* **EXERCISE OBJECTIVE**: Find the line containing "filename src/db.rs" in the records below. Copy exactly that line and each one after it, ending at the line containing "pub const DEFAULT_CURRENCY_SYMBOL: &str", and nothing more.

═══ EXTRACTED RECORDS ═══

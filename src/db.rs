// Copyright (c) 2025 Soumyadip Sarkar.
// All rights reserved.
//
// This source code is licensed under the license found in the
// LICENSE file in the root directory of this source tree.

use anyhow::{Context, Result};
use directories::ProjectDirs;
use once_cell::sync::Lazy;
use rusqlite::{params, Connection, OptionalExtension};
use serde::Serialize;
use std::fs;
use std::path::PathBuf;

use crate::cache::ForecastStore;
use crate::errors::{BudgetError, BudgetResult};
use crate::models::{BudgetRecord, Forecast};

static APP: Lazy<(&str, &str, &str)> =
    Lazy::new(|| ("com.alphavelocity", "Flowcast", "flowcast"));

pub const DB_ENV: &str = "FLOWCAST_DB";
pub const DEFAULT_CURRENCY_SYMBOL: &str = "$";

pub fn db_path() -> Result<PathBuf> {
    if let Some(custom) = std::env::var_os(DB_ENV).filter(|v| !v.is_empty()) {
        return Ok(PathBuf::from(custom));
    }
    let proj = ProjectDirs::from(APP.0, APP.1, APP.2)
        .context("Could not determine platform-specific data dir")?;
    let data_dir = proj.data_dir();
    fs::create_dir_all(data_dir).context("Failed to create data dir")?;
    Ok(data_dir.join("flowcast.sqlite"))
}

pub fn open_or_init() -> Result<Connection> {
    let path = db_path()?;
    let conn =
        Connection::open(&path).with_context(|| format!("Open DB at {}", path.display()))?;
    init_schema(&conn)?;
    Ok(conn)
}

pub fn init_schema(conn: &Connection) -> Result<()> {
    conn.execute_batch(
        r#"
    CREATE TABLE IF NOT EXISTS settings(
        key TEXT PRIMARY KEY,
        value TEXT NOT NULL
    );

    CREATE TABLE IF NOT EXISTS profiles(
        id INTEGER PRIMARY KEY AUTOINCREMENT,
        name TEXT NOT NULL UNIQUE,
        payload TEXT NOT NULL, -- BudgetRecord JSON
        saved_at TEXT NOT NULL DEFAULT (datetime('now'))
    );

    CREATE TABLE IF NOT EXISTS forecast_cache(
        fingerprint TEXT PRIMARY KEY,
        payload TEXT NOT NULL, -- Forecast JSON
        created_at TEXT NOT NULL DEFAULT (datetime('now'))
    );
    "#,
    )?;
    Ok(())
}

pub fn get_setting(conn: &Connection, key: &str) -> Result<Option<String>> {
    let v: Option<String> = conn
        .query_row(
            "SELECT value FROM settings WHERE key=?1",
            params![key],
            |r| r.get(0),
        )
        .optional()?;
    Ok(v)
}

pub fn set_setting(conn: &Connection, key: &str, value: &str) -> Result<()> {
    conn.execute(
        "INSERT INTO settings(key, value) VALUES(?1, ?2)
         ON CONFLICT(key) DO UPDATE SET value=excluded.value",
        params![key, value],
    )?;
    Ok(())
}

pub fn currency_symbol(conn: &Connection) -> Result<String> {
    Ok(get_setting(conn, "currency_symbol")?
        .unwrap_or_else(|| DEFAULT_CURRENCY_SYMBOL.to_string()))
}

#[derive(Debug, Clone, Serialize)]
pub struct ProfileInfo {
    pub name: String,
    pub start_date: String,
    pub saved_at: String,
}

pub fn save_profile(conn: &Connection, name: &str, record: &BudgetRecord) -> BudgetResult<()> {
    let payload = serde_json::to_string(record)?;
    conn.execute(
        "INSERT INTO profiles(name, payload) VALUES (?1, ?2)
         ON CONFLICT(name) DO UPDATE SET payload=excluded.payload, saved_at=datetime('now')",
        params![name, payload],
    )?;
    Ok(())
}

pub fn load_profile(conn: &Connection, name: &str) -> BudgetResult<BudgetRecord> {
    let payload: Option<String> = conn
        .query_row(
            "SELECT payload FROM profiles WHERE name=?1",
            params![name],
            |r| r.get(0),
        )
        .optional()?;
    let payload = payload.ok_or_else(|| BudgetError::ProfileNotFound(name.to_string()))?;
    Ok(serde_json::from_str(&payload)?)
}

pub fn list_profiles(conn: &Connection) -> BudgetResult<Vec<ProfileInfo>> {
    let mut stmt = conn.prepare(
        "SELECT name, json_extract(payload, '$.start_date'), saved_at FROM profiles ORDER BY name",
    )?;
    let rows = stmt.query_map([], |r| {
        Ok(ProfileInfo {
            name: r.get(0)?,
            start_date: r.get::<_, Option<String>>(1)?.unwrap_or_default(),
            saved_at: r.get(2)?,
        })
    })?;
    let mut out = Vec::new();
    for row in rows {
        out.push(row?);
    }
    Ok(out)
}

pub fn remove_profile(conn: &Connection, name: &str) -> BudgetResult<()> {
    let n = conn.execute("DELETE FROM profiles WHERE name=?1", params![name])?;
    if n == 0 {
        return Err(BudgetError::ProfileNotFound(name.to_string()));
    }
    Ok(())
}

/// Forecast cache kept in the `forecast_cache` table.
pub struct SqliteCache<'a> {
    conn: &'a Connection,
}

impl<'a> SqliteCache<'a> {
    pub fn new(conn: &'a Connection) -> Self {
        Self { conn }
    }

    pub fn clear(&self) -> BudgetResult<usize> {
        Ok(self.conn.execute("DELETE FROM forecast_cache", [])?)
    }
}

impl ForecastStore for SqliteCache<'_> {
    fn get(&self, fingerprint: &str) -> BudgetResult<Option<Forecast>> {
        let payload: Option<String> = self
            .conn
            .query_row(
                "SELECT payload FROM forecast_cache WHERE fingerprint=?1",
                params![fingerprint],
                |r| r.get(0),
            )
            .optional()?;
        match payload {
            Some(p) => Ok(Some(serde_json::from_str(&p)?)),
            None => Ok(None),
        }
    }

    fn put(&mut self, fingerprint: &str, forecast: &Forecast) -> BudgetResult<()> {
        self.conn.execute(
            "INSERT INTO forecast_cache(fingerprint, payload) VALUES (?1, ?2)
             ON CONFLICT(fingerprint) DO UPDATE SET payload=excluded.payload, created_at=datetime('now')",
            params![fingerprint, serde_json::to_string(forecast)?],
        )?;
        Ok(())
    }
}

═══
═══ EXTRACTED RECORDS ═══

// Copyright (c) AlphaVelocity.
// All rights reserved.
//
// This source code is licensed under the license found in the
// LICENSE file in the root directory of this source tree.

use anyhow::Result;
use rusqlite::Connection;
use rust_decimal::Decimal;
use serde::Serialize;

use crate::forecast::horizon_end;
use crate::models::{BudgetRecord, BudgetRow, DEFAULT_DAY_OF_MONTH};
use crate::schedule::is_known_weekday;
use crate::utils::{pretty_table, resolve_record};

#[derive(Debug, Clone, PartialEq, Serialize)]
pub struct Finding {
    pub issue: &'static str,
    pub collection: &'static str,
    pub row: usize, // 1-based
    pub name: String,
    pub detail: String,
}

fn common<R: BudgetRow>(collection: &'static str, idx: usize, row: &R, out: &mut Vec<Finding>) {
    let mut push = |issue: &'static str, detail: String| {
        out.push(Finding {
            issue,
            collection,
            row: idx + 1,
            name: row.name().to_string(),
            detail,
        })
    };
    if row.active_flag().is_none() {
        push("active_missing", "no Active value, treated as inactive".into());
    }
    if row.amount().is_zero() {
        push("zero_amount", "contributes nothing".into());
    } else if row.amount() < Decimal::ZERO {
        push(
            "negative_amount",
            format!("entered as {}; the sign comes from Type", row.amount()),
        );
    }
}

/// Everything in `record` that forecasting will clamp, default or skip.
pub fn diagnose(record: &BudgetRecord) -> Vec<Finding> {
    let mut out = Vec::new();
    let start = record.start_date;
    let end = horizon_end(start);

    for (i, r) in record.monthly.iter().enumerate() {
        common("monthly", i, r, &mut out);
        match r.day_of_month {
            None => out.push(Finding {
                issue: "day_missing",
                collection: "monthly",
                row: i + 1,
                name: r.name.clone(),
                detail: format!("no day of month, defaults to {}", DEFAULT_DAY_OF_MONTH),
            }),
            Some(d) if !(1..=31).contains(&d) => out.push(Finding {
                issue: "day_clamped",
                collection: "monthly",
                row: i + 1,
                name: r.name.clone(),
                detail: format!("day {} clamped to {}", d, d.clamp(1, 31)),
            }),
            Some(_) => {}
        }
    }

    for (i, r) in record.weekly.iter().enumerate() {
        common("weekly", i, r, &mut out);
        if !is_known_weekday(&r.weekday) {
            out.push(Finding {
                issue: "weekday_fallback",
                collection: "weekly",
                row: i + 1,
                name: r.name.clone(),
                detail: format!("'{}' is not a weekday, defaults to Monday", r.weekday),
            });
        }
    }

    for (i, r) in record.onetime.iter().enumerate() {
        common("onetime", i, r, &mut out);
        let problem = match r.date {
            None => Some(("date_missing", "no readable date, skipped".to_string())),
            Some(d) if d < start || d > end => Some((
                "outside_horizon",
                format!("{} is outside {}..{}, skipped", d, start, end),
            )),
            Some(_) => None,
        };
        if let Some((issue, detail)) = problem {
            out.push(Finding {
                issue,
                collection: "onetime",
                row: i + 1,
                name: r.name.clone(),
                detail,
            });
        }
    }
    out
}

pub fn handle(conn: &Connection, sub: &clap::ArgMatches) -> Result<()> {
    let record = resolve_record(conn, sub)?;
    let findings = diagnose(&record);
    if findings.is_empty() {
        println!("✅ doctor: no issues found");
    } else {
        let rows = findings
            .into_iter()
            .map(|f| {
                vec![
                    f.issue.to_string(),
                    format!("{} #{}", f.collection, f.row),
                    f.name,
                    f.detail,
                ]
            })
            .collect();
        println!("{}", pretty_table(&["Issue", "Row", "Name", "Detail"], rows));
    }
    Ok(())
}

═══
═══ EXTRACTED RECORDS ═══

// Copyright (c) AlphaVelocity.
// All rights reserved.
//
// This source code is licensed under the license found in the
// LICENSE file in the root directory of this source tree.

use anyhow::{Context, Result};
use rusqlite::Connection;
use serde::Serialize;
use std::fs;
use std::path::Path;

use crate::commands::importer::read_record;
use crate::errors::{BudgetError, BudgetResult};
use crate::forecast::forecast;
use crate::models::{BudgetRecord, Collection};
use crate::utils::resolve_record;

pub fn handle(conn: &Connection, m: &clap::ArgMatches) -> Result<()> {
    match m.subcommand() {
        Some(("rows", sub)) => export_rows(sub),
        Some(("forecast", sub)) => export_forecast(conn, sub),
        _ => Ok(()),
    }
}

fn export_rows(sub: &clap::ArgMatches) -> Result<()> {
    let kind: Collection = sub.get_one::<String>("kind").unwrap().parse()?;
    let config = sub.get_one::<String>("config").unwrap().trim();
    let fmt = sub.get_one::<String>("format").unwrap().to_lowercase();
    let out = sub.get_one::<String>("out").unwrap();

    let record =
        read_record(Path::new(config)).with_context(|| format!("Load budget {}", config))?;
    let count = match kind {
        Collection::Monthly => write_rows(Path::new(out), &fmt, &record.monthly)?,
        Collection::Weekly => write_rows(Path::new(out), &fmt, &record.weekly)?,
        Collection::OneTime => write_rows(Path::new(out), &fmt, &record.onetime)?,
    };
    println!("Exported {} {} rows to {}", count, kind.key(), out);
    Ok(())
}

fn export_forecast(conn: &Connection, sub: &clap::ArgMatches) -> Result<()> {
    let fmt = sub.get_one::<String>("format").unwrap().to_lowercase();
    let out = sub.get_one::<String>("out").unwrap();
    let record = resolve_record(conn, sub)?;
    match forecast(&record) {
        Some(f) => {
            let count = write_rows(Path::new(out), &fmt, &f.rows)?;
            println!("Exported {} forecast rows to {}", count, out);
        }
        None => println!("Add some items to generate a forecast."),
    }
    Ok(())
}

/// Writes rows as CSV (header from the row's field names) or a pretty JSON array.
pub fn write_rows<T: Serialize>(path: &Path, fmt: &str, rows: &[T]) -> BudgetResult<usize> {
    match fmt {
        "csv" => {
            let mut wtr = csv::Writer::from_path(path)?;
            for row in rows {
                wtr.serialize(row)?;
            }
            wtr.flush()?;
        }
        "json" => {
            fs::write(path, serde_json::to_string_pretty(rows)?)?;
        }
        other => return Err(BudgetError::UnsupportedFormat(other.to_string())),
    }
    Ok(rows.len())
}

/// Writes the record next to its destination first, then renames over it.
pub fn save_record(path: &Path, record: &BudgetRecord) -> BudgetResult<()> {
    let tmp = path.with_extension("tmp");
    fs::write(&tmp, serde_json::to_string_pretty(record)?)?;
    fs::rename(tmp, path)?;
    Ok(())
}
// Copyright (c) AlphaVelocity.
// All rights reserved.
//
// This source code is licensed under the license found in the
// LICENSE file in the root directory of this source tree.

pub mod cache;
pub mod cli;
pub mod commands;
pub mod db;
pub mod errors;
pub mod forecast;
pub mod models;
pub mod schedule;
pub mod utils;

═══

* **RESULT OF THE EXERCISE**:
filename src/db.rs
// Copyright (c) 2025 Soumyadip Sarkar.
// All rights reserved.
//
// This source code is licensed under the license found in the
// LICENSE file in the root directory of this source tree.

use anyhow::{Context, Result};
use directories::ProjectDirs;
use once_cell::sync::Lazy;
use rusqlite::{params, Connection, OptionalExtension};
use serde::Serialize;
use std::fs;
use std::path::PathBuf;

use crate::cache::ForecastStore;
use crate::errors::{BudgetError, BudgetResult};
use crate::models::{BudgetRecord, Forecast};

static APP: Lazy<(&str, &str, &str)> =
    Lazy::new(|| ("com.alphavelocity", "Flowcast", "flowcast"));

pub const DB_ENV: &str = "FLOWCAST_DB";
pub const DEFAULT_CURRENCY_SYMBOL: &str = "$";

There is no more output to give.